### Aim of the task
For each record here, output an exact copy.

Stored entries:

+---+

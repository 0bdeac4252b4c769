use log::LevelFilter;

/// Map the number of `-v` flags to a log level. Zero means "leave it to
/// `RUST_LOG`".
pub fn level_for(verbose: u8) -> Option<LevelFilter> {
    match verbose {
        0 => None,
        1 => Some(LevelFilter::Info),
        2 => Some(LevelFilter::Debug),
        _ => Some(LevelFilter::Trace),
    }
}

/// Initialize env_logger. Output goes to stderr so stdout only carries the
/// program's own messages.
pub fn init(verbose: u8) {
    let mut builder = env_logger::Builder::from_default_env();
    if let Some(level) = level_for(verbose) {
        builder.filter_level(level);
    }
    builder.target(env_logger::Target::Stderr).init();
}
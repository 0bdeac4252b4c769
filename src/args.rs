use structopt::StructOpt;

/// Delete Elasticsearch indices whose name date is more than 4 days old
#[derive(StructOpt, Debug)]
#[structopt(name = "elasticsearch-retention")]
pub struct Opt {
    /// Verbose mode (-v, -vv, -vvv, etc.), logs go to stderr
    #[structopt(short, long, parse(from_occurrences))]
    pub verbose: u8,

    /// Elasticsearch nodes, i.e `es1`, `es1:9200` or `https://es1:9243`
    #[structopt(name = "HOSTNAME[:PORT]")]
    pub hosts: Vec<String>,
}

/// Usage line printed when no host is given
pub fn usage(program: &str) -> String {
    format!("USAGE: {} HOSTNAME[:PORT] ...", program)
}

+---+

### Result for this task
repository 0bdeac4252b4c769
use log::LevelFilter;

/// Map the number of `-v` flags to a log level. Zero means "leave it to
/// `RUST_LOG`".
pub fn level_for(verbose: u8) -> Option<LevelFilter> {
    match verbose {
        0 => None,
        1 => Some(LevelFilter::Info),
        2 => Some(LevelFilter::Debug),
        _ => Some(LevelFilter::Trace),
    }
}

/// Initialize env_logger. Output goes to stderr so stdout only carries the
/// program's own messages.
pub fn init(verbose: u8) {
    let mut builder = env_logger::Builder::from_default_env();
    if let Some(level) = level_for(verbose) {
        builder.filter_level(level);
    }
    builder.target(env_logger::Target::Stderr).init();
}
repository 0bdeac4252b4c769
filename src/args.rs
use structopt::StructOpt;

/// Delete Elasticsearch indices whose name date is more than 4 days old
#[derive(StructOpt, Debug)]
#[structopt(name = "elasticsearch-retention")]
pub struct Opt {
    /// Verbose mode (-v, -vv, -vvv, etc.), logs go to stderr
    #[structopt(short, long, parse(from_occurrences))]
    pub verbose: u8,

    /// Elasticsearch nodes, i.e `es1`, `es1:9200` or `https://es1:9243`
    #[structopt(name = "HOSTNAME[:PORT]")]
    pub hosts: Vec<String>,
}

/// Usage line printed when no host is given
pub fn usage(program: &str) -> String {
    format!("USAGE: {} HOSTNAME[:PORT] ...", program)
}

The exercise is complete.